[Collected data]
=== Section Start ===

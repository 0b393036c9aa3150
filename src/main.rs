use anew_sentiment::cli::{self, Commands};
use anew_sentiment::commands::{self, AnalyzeConfig, AnalyzeSummary, InputSource};
use anew_sentiment::io::ColorMode;
use anew_sentiment::observability::init_tracing;
use anyhow::Result;
use colored::*;

fn main() -> Result<()> {
    let cli = cli::parse_args();

    match cli.command {
        Commands::Analyze {
            file,
            dir,
            out,
            mode,
            format,
            lexicon,
            stopwords,
            config,
            jobs,
            parallel,
            plain,
            verbosity,
            quiet,
        } => {
            init_tracing(verbosity, quiet);
            configure_colors(plain);
            cli::configure_thread_pool(jobs);

            let input = select_input(file, dir)?;
            let config = AnalyzeConfig {
                input,
                out,
                mode,
                format,
                lexicon,
                stopwords,
                config,
                parallel,
                color: color_mode(plain),
                quiet,
            };
            let summary = commands::handle_analyze(config)?;
            if !quiet && summary.wants_summary() {
                print_summary(&summary);
            }
            Ok(())
        }
        Commands::Init { force } => {
            init_tracing(0, false);
            commands::init_config(force)
        }
    }
}

// clap guarantees exactly one of the two is present
fn select_input(
    file: Option<std::path::PathBuf>,
    dir: Option<std::path::PathBuf>,
) -> Result<InputSource> {
    match (file, dir) {
        (Some(file), None) => Ok(InputSource::File(file)),
        (None, Some(dir)) => Ok(InputSource::Dir(dir)),
        _ => Err(anyhow::anyhow!("Exactly one of --file or --dir is required")),
    }
}

fn color_mode(plain: bool) -> ColorMode {
    if plain {
        ColorMode::Never
    } else {
        ColorMode::Auto
    }
}

fn configure_colors(plain: bool) {
    if !color_mode(plain).should_use_color() {
        colored::control::set_override(false);
    }
}

fn print_summary(summary: &AnalyzeSummary) {
    eprintln!(
        "{} Scored {} sentences in {} documents ({} empty)",
        "✓".green(),
        summary.sentences,
        summary.documents,
        summary.skipped_empty
    );
    for output in &summary.outputs {
        eprintln!("  {}", output.display().to_string().dimmed());
    }
}
//! Agent Builder API
//!
//! Wires configuration and the external collaborators into a
//! [`CoreRpcHandler`] ready to be registered with the transport.

use std::sync::Arc;

use tracing::info;

use fleet_core::{
    AgentConfig, ChannelTransport, FleetResult, HeartbeatSink, PolicyEngine, SystemTimeSource,
    TimeSource,
};

use crate::handler::CoreRpcHandler;
use crate::managers::{PolicyBridge, SubscriptionReconciler};

/// Builder for the RPC engine of one agent
pub struct AgentBuilder {
    config: AgentConfig,
    transport: Arc<dyn ChannelTransport>,
    policy_engine: Arc<dyn PolicyEngine>,
    heartbeat_sink: Arc<dyn HeartbeatSink>,
    time_source: Arc<dyn TimeSource>,
}

impl AgentBuilder {
    /// Create a builder with default configuration and the system clock
    pub fn new(
        transport: Arc<dyn ChannelTransport>,
        policy_engine: Arc<dyn PolicyEngine>,
        heartbeat_sink: Arc<dyn HeartbeatSink>,
    ) -> Self {
        Self {
            config: AgentConfig::default(),
            transport,
            policy_engine,
            heartbeat_sink,
            time_source: Arc::new(SystemTimeSource::new()),
        }
    }

    pub fn with_config(mut self, config: AgentConfig) -> Self {
        self.config = config;
        self
    }

    /// Replace the clock used for heartbeat timestamps
    pub fn with_time_source(mut self, time_source: Arc<dyn TimeSource>) -> Self {
        self.time_source = time_source;
        self
    }

    /// Validate the configuration and assemble the handler
    pub fn build(self) -> FleetResult<CoreRpcHandler> {
        self.config.validate()?;
        info!(agent_id = %self.config.agent_id, "building RPC handler");

        let reconciler = Arc::new(SubscriptionReconciler::new(
            self.transport,
            self.config.subscriptions.clone(),
        ));
        let policies = Arc::new(PolicyBridge::new(
            self.policy_engine,
            self.heartbeat_sink,
            self.time_source,
        ));
        Ok(CoreRpcHandler::new(self.config, reconciler, policies))
    }
}
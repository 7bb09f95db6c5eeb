//! Fleet Agent RPC Engine
//!
//! This crate contains the remote-control synchronization engine of the
//! fleet edge agent:
//! - `SubscriptionReconciler`: owns the set of subscribed channels
//! - `PolicyBridge`: forwards policy batches to the policy engine, then heartbeats
//! - `RpcDispatcher`: routes validated envelopes to the two components above
//! - `CoreRpcHandler`: the per-topic entry points registered with the transport
//!
//! `fleet-core` provides the wire types and collaborator contracts; this
//! crate provides the state and the orchestration.

pub mod builder;
pub mod dispatcher;
pub mod handler;
pub mod managers;
pub mod memory;

pub use builder::AgentBuilder;
pub use dispatcher::{Dispatch, RpcDispatcher, RpcOutcome};
pub use handler::{CoreRpcHandler, HandlerStats};
pub use managers::*;
pub use memory::{InMemoryTransport, RecordingHeartbeatSink, RecordingPolicyEngine};

// Re-export core types for convenience
pub use fleet_core::{
    AgentConfig, AgentPolicyPayload, AgentState, ChannelId, ChannelRef, ChannelTransport,
    Envelope, FleetError, FleetResult, HeartbeatSink, PolicyEngine, RpcCall, RpcError, RpcFunc,
    TopicScope,
};
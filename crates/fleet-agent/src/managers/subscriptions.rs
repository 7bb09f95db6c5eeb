//! Subscription reconciliation for the fleet agent
//!
//! This module contains the `SubscriptionReconciler`, the only owner of the
//! agent's subscribed channel set. Every operation holds the set's lock for
//! its whole read-modify-write sequence, transport calls included, so
//! concurrent deliveries are applied one after another.

use std::sync::Arc;

use serde::Serialize;
use tokio::sync::Mutex;
use tracing::{debug, info, warn};

use fleet_core::{ChannelId, ChannelRef, ChannelTransport, SubscriptionConfig};

// ----------------------------------------------------------------------------
// Membership Report
// ----------------------------------------------------------------------------

/// What a membership update did at the transport
#[derive(Debug, Clone, Default, PartialEq, Eq, Serialize)]
pub struct MembershipReport {
    pub full_list: bool,
    /// Channels left before a full-list replace
    pub unsubscribed: Vec<ChannelId>,
    /// Channels that joined the subscription set
    pub subscribed: Vec<ChannelId>,
    /// Channels the transport refused; absent until the next full list
    pub failed: Vec<ChannelId>,
}

// ----------------------------------------------------------------------------
// Subscription Reconciler
// ----------------------------------------------------------------------------

/// Owns the ordered set of channels the agent is subscribed to
pub struct SubscriptionReconciler {
    transport: Arc<dyn ChannelTransport>,
    channels: Mutex<Vec<ChannelId>>,
    config: SubscriptionConfig,
}

impl SubscriptionReconciler {
    /// Create a reconciler with an empty subscription set
    pub fn new(transport: Arc<dyn ChannelTransport>, config: SubscriptionConfig) -> Self {
        Self {
            transport,
            channels: Mutex::new(Vec::new()),
            config,
        }
    }

    /// Apply a group membership update
    ///
    /// A full list unsubscribes every current channel and replaces the set
    /// with the groups that subscribe successfully. Otherwise the successful
    /// groups are appended to the current set.
    pub async fn apply_group_membership(
        &self,
        full_list: bool,
        groups: &[ChannelRef],
    ) -> MembershipReport {
        let mut channels = self.channels.lock().await;
        let mut report = MembershipReport {
            full_list,
            ..MembershipReport::default()
        };

        if full_list {
            // The set keeps its old entries until the replacement is ready.
            // Duplicates share one transport subscription, so each id leaves once.
            let previous = channels.clone();
            for channel_id in previous {
                if report.unsubscribed.contains(&channel_id) {
                    continue;
                }
                self.leave(&channel_id).await;
                report.unsubscribed.push(channel_id);
            }
        }

        for group in groups {
            match self.transport.subscribe(group).await {
                Ok(channel_id) => report.subscribed.push(channel_id),
                Err(e) => {
                    warn!(
                        channel_id = %group.channel_id,
                        error = %e,
                        "failed to subscribe to group channel"
                    );
                    report.failed.push(group.channel_id.clone());
                }
            }
        }

        if full_list {
            *channels = report.subscribed.clone();
        } else {
            channels.extend(report.subscribed.iter().cloned());
        }

        info!(
            full_list,
            subscribed = report.subscribed.len(),
            failed = report.failed.len(),
            total = channels.len(),
            "applied group membership"
        );
        self.trace(&channels);
        report
    }

    /// Unsubscribe a channel and drop it from the set
    ///
    /// Returns how many entries were removed. Every entry equal to
    /// `channel_id` goes, since one transport unsubscribe ends all of them.
    /// A channel that is not in the set is a no-op.
    pub async fn remove_channel(&self, channel_id: &ChannelId) -> usize {
        let mut channels = self.channels.lock().await;

        self.leave(channel_id).await;

        let before = channels.len();
        channels.retain(|existing| existing != channel_id);
        let removed = before - channels.len();

        if removed == 0 {
            debug!(%channel_id, "channel was not in the subscription set");
        } else {
            info!(%channel_id, removed, total = channels.len(), "removed channel");
        }
        self.trace(&channels);
        removed
    }

    /// Copy of the current subscription set, in subscription order
    pub async fn snapshot(&self) -> Vec<ChannelId> {
        self.channels.lock().await.clone()
    }

    async fn leave(&self, channel_id: &ChannelId) {
        match self.transport.unsubscribe(channel_id).await {
            Ok(()) => debug!(%channel_id, "unsubscribed from group channel"),
            Err(e) => warn!(%channel_id, error = %e, "failed to unsubscribe from group channel"),
        }
    }

    fn trace(&self, channels: &[ChannelId]) {
        if self.config.trace_changes {
            debug!(channels = ?channels, "subscription set");
        }
    }
}

// ----------------------------------------------------------------------------
// Tests
// ----------------------------------------------------------------------------
//! Function-specific payload shapes

use serde::{Deserialize, Serialize};
use serde_json::{Map, Value};

use crate::types::ChannelId;

// ----------------------------------------------------------------------------
// Group Membership
// ----------------------------------------------------------------------------

/// A channel the control plane wants the agent to join
#[derive(Debug, Clone, PartialEq, Eq, Serialize, Deserialize)]
pub struct ChannelRef {
    pub channel_id: ChannelId,
    /// Human-readable group name, informational only
    #[serde(default, skip_serializing_if = "Option::is_none")]
    pub name: Option<String>,
    #[serde(default, skip_serializing_if = "Option::is_none")]
    pub group_id: Option<String>,
}

impl ChannelRef {
    pub fn new(channel_id: impl Into<ChannelId>) -> Self {
        Self {
            channel_id: channel_id.into(),
            name: None,
            group_id: None,
        }
    }
}

/// Full-list or incremental group membership update
#[derive(Debug, Clone, PartialEq, Eq, Default, Serialize, Deserialize)]
pub struct GroupMembershipPayload {
    #[serde(default)]
    pub full_list: bool,
    #[serde(default)]
    pub groups: Vec<ChannelRef>,
}

// ----------------------------------------------------------------------------
// Agent Policy
// ----------------------------------------------------------------------------

/// What the policy engine should do with a policy
#[derive(Debug, Clone, PartialEq, Eq, Default, Serialize, Deserialize)]
#[serde(from = "String", into = "String")]
pub enum PolicyAction {
    #[default]
    Manage,
    Remove,
    /// Action introduced by a newer control plane, passed through verbatim
    Other(String),
}

impl PolicyAction {
    pub fn as_str(&self) -> &str {
        match self {
            PolicyAction::Manage => "manage",
            PolicyAction::Remove => "remove",
            PolicyAction::Other(action) => action,
        }
    }
}

impl From<String> for PolicyAction {
    fn from(action: String) -> Self {
        match action.as_str() {
            "manage" => PolicyAction::Manage,
            "remove" => PolicyAction::Remove,
            _ => PolicyAction::Other(action),
        }
    }
}

impl From<PolicyAction> for String {
    fn from(action: PolicyAction) -> Self {
        match action {
            PolicyAction::Other(action) => action,
            known => known.as_str().to_string(),
        }
    }
}

/// One policy in an `agent_policy` batch; the body is opaque to this crate
#[derive(Debug, Clone, PartialEq, Serialize, Deserialize)]
pub struct AgentPolicyPayload {
    pub id: String,
    #[serde(default)]
    pub action: PolicyAction,
    #[serde(default)]
    pub name: String,
    #[serde(default)]
    pub backend: String,
    #[serde(default)]
    pub version: i32,
    #[serde(default, skip_serializing_if = "Option::is_none")]
    pub format: Option<String>,
    #[serde(default, skip_serializing_if = "Option::is_none")]
    pub dataset_id: Option<String>,
    #[serde(default, skip_serializing_if = "Option::is_none")]
    pub agent_group_id: Option<String>,
    #[serde(default)]
    pub data: Value,
    /// Fields this agent does not model, kept for the policy engine
    #[serde(flatten)]
    pub extra: Map<String, Value>,
}

impl AgentPolicyPayload {
    pub fn new(id: impl Into<String>) -> Self {
        Self {
            id: id.into(),
            action: PolicyAction::Manage,
            name: String::new(),
            backend: String::new(),
            version: 0,
            format: None,
            dataset_id: None,
            agent_group_id: None,
            data: Value::Null,
            extra: Map::new(),
        }
    }
}

// ----------------------------------------------------------------------------
// Removals
// ----------------------------------------------------------------------------

#[derive(Debug, Clone, PartialEq, Eq, Serialize, Deserialize)]
pub struct GroupRemovedPayload {
    pub channel_id: ChannelId,
    #[serde(default, skip_serializing_if = "Option::is_none")]
    pub agent_group_id: Option<String>,
}

#[derive(Debug, Clone, PartialEq, Eq, Serialize, Deserialize)]
pub struct DatasetRemovedPayload {
    pub channel_id: ChannelId,
    #[serde(default, skip_serializing_if = "Option::is_none")]
    pub dataset_id: Option<String>,
    #[serde(default, skip_serializing_if = "Option::is_none")]
    pub policy_id: Option<String>,
}

#[cfg(test)]
mod tests {
    use super::*;
    use serde_json::json;

    #[test]
    fn test_policy_payload_keeps_unknown_fields() {
        let payload: AgentPolicyPayload = serde_json::from_value(json!({
            "id": "p-1",
            "name": "default",
            "backend": "pktvisor",
            "version": 3,
            "data": {"kind": "collection"},
            "sink_ids": ["s-1"]
        }))
        .unwrap();

        assert_eq!(payload.id, "p-1");
        assert_eq!(payload.action, PolicyAction::Manage);
        assert_eq!(payload.version, 3);
        assert_eq!(payload.data, json!({"kind": "collection"}));
        assert_eq!(payload.extra.get("sink_ids"), Some(&json!(["s-1"])));
    }

    #[test]
    fn test_unknown_policy_action_reaches_engine_verbatim() {
        let payload: AgentPolicyPayload =
            serde_json::from_value(json!({"id": "p-2", "action": "sanitize"})).unwrap();
        assert_eq!(payload.action, PolicyAction::Other("sanitize".to_string()));
        assert!(!payload.extra.contains_key("action"));

        let forwarded = serde_json::to_value(&payload).unwrap();
        assert_eq!(forwarded["action"], json!("sanitize"));
    }

    #[test]
    fn test_known_policy_actions() {
        let payload: AgentPolicyPayload =
            serde_json::from_value(json!({"id": "p-3", "action": "remove"})).unwrap();
        assert_eq!(payload.action, PolicyAction::Remove);
        assert_eq!(serde_json::to_value(&payload).unwrap()["action"], json!("remove"));
    }

    #[test]
    fn test_membership_defaults() {
        let payload: GroupMembershipPayload = serde_json::from_value(json!({})).unwrap();
        assert!(!payload.full_list);
        assert!(payload.groups.is_empty());

        let payload: GroupMembershipPayload = serde_json::from_value(json!({
            "full_list": true,
            "groups": [{"channel_id": "c1", "name": "edge"}]
        }))
        .unwrap();
        assert!(payload.full_list);
        assert_eq!(payload.groups[0].channel_id, ChannelId::new("c1"));
        assert_eq!(payload.groups[0].name.as_deref(), Some("edge"));
    }
}
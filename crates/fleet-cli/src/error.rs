//! Error handling for the fleet CLI

use thiserror::Error;

/// CLI-specific error types
#[derive(Error, Debug)]
pub enum CliError {
    #[error("Fleet error: {0}")]
    Fleet(#[from] fleet_core::FleetError),

    #[error("Configuration error: {0}")]
    Config(String),

    #[error("IO error: {0}")]
    Io(#[from] std::io::Error),

    #[error("Serialization error: {0}")]
    Serialization(#[from] serde_json::Error),

    #[error("TOML parsing error: {0}")]
    TomlParsing(#[from] toml::de::Error),

    #[error("Replay task failed: {0}")]
    Task(#[from] tokio::task::JoinError),
}

/// Result type for CLI operations
pub type Result<T> = std::result::Result<T, CliError>;

impl From<fleet_core::RpcError> for CliError {
    fn from(err: fleet_core::RpcError) -> Self {
        CliError::Fleet(err.into())
    }
}

impl From<anyhow::Error> for CliError {
    fn from(err: anyhow::Error) -> Self {
        CliError::Config(format!("{:#}", err))
    }
}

=== Section End ===

| WORK ORDER |
Beginning at the first line above, repeat exactly until the line containing "cli::configure_thread_pool(jobs);", which is included.

| SOLUTION TO THE EXERCISE |
repository 0b393036c9aa3150
filename src/main.rs
use anew_sentiment::cli::{self, Commands};
use anew_sentiment::commands::{self, AnalyzeConfig, AnalyzeSummary, InputSource};
use anew_sentiment::io::ColorMode;
use anew_sentiment::observability::init_tracing;
use anyhow::Result;
use colored::*;

fn main() -> Result<()> {
    let cli = cli::parse_args();

    match cli.command {
        Commands::Analyze {
            file,
            dir,
            out,
            mode,
            format,
            lexicon,
            stopwords,
            config,
            jobs,
            parallel,
            plain,
            verbosity,
            quiet,
        } => {
            init_tracing(verbosity, quiet);
            configure_colors(plain);
            cli::configure_thread_pool(jobs);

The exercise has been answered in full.